Joern is a platform for robust analysis of C/C++ code. It generates semantic code property graphs, a graph representation of code for cross-language code analysis. Semantic code property graphs are stored in a custom graph database. This allows code to be mined using search queries formulated in a domain-specific query language based on the graph traversal language Gremlin. Joern provides a peek into the underlying technology that powers the commercial code analyzer Ocular.
The core features of Joern are:
- Fuzzy Parsing of C/C++. Joern employs a fuzzy parser for C/C++ based on the concept of Island grammars. The parser enables importing arbitrary code even if a working build environment cannot be supplied or parts of the code are missing.
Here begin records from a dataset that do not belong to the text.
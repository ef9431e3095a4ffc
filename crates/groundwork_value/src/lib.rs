//! # Groundwork Value
//!
//! Tagged attribute values and codecs for the Groundwork catalog store.
//!
//! This crate defines the logical contract between the typed domain model
//! and a schemaless, item-based store:
//! - [`Value`] - a closed sum type for any storable attribute value
//!   (null, boolean, integer, float, text, list, map)
//! - [`Item`] - a string-keyed map of tagged values, the store's native
//!   per-record representation
//! - [`scalar`] - bidirectional codecs for primitive domain types
//!   (UUID, timestamp, enum, string, boolean, number)
//! - [`document`] - the recursive codec for free-form, JSON-shaped
//!   configuration payloads
//!
//! ## Absent vs. null
//!
//! A key that is missing from an item means "field not set"; a key present
//! with [`Value::Null`] means "field set to null". These are distinct
//! assertions and are never conflated. [`Presence`] makes the distinction
//! explicit at the type level instead of relying on scattered key checks.
//!
//! ## Usage
//!
//! ```
//! use groundwork_value::{scalar, Item, Value};
//! use uuid::Uuid;
//!
//! let id = Uuid::new_v4();
//! let mut item = Item::new();
//! item.insert("id", scalar::encode_uuid(Some(id)));
//! item.insert("enabled", Value::Bool(true));
//!
//! let decoded = scalar::decode_uuid(item.get("id").unwrap()).unwrap();
//! assert_eq!(decoded, Some(id));
//! ```

#![deny(unsafe_code)]
#![warn(missing_docs)]

pub mod document;
mod error;
mod item;
pub mod scalar;
mod value;

pub use error::{CodecError, CodecResult};
pub use item::{Item, Presence};
pub use value::{Value, ValueKind};
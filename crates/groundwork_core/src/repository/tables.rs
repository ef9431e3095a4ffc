//! Table-name registry.
//!
//! One table per entity type. Provisioning these tables belongs to the
//! driver/infrastructure layer; this module only names them.

/// Cloud providers.
pub const CLOUD_PROVIDERS: &str = "gw_cloud_providers";

/// Resource types.
pub const RESOURCE_TYPES: &str = "gw_resource_types";

/// Property schemas.
pub const PROPERTY_SCHEMAS: &str = "gw_property_schemas";

/// Blueprints.
pub const BLUEPRINTS: &str = "gw_blueprints";

/// Stacks.
pub const STACKS: &str = "gw_stacks";

/// Stack resources.
pub const STACK_RESOURCES: &str = "gw_stack_resources";

/// Teams.
pub const TEAMS: &str = "gw_teams";

/// Every table the catalog uses, for test-driver provisioning.
pub const ALL: &[&str] = &[
    CLOUD_PROVIDERS,
    RESOURCE_TYPES,
    PROPERTY_SCHEMAS,
    BLUEPRINTS,
    STACKS,
    STACK_RESOURCES,
    TEAMS,
];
- Semantic Code Property Graphs. Joern creates semantic code property graphs from the fuzzy parser output and stores them in an in-memory graph database. SCPGs are a language-agnostic intermediate representation of code designed for query-based code analysis. For background information on code property graphs, we strongly encourage you to read the original paper on the topic (https://fabs.codeminers.org/papers/2014-ieeesp.pdf) and the specification of the semantic CPG at https://github.com/ShiftLeftSecurity/codepropertygraph .
- Intelligent Search Queries. Joern offers a stronly-typed Scala-based extensible query language for code analysis based on Gremlin-Scala. This language can be used to manually formulate search queries for vulnerabilities as well as automatically infer them using machine learning techniques.
- Extendable via CPG passes. Semantic code property graphs are multi-layered, offering information about code on different levels of abstraction. Joern comes with many default passes, but also allows users to add passes to include additional information in the graph, and extend the query language accordingly.